── Available records ──

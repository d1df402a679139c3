use winit::event::MouseButton;
use winit::keyboard::ModifiersState;

/// Snapshot of the modifier keys and mouse buttons the demos care about.
///
/// Events only flip the named flags; what the camera does with them is
/// rederived from the whole snapshot each time it changes, so there is no
/// per-keycode array to index out of range.
#[derive(Debug, Clone, Copy, Default, PartialEq, Eq)]
pub struct InputState {
    pub alt_held: bool,
    pub shift_held: bool,
    pub control_held: bool,
    pub left_held: bool,
    pub middle_held: bool,
    pub right_held: bool,
}

impl InputState {
    pub fn set_button(&mut self, button: MouseButton, pressed: bool) {
        match button {
            MouseButton::Left => self.left_held = pressed,
            MouseButton::Middle => self.middle_held = pressed,
            MouseButton::Right => self.right_held = pressed,
            _ => {}
        }
    }

    pub fn set_modifiers(&mut self, modifiers: ModifiersState) {
        self.alt_held = modifiers.alt_key();
        self.shift_held = modifiers.shift_key();
        self.control_held = modifiers.control_key();
    }
}

#[cfg(test)]
mod tests {
    use super::*;

    #[test]
    fn buttons_track_press_and_release() {
        let mut input = InputState::default();
        input.set_button(MouseButton::Left, true);
        input.set_button(MouseButton::Middle, true);
        assert!(input.left_held);
        assert!(input.middle_held);

        input.set_button(MouseButton::Left, false);
        assert!(!input.left_held);
        assert!(input.middle_held);

        // Extra buttons are ignored rather than indexed.
        input.set_button(MouseButton::Other(7), true);
        assert_eq!(
            input,
            InputState {
                middle_held: true,
                ..InputState::default()
            }
        );
    }

    #[test]
    fn modifiers_replace_the_whole_set() {
        let mut input = InputState::default();
        input.set_modifiers(ModifiersState::ALT | ModifiersState::SHIFT);
        assert!(input.alt_held);
        assert!(input.shift_held);
        assert!(!input.control_held);

        input.set_modifiers(ModifiersState::empty());
        assert!(!input.alt_held);
        assert!(!input.shift_held);
    }
}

───

§ **Task objective**: Each line in the listing above is to be returned unchanged.

§ **Response below**:
repository d1df402a679139c3
use winit::event::MouseButton;
use winit::keyboard::ModifiersState;

/// Snapshot of the modifier keys and mouse buttons the demos care about.
///
/// Events only flip the named flags; what the camera does with them is
/// rederived from the whole snapshot each time it changes, so there is no
/// per-keycode array to index out of range.
#[derive(Debug, Clone, Copy, Default, PartialEq, Eq)]
pub struct InputState {
    pub alt_held: bool,
    pub shift_held: bool,
    pub control_held: bool,
    pub left_held: bool,
    pub middle_held: bool,
    pub right_held: bool,
}

impl InputState {
    pub fn set_button(&mut self, button: MouseButton, pressed: bool) {
        match button {
            MouseButton::Left => self.left_held = pressed,
            MouseButton::Middle => self.middle_held = pressed,
            MouseButton::Right => self.right_held = pressed,
            _ => {}
        }
    }

    pub fn set_modifiers(&mut self, modifiers: ModifiersState) {
        self.alt_held = modifiers.alt_key();
        self.shift_held = modifiers.shift_key();
        self.control_held = modifiers.control_key();
    }
}

#[cfg(test)]
mod tests {
    use super::*;

    #[test]
    fn buttons_track_press_and_release() {
        let mut input = InputState::default();
        input.set_button(MouseButton::Left, true);
        input.set_button(MouseButton::Middle, true);
        assert!(input.left_held);
        assert!(input.middle_held);

        input.set_button(MouseButton::Left, false);
        assert!(!input.left_held);
        assert!(input.middle_held);

        // Extra buttons are ignored rather than indexed.
        input.set_button(MouseButton::Other(7), true);
        assert_eq!(
            input,
            InputState {
                middle_held: true,
                ..InputState::default()
            }
        );
    }

    #[test]
    fn modifiers_replace_the_whole_set() {
        let mut input = InputState::default();
        input.set_modifiers(ModifiersState::ALT | ModifiersState::SHIFT);
        assert!(input.alt_held);
        assert!(input.shift_held);
        assert!(!input.control_held);

        input.set_modifiers(ModifiersState::empty());
        assert!(!input.alt_held);
        assert!(!input.shift_held);
    }
}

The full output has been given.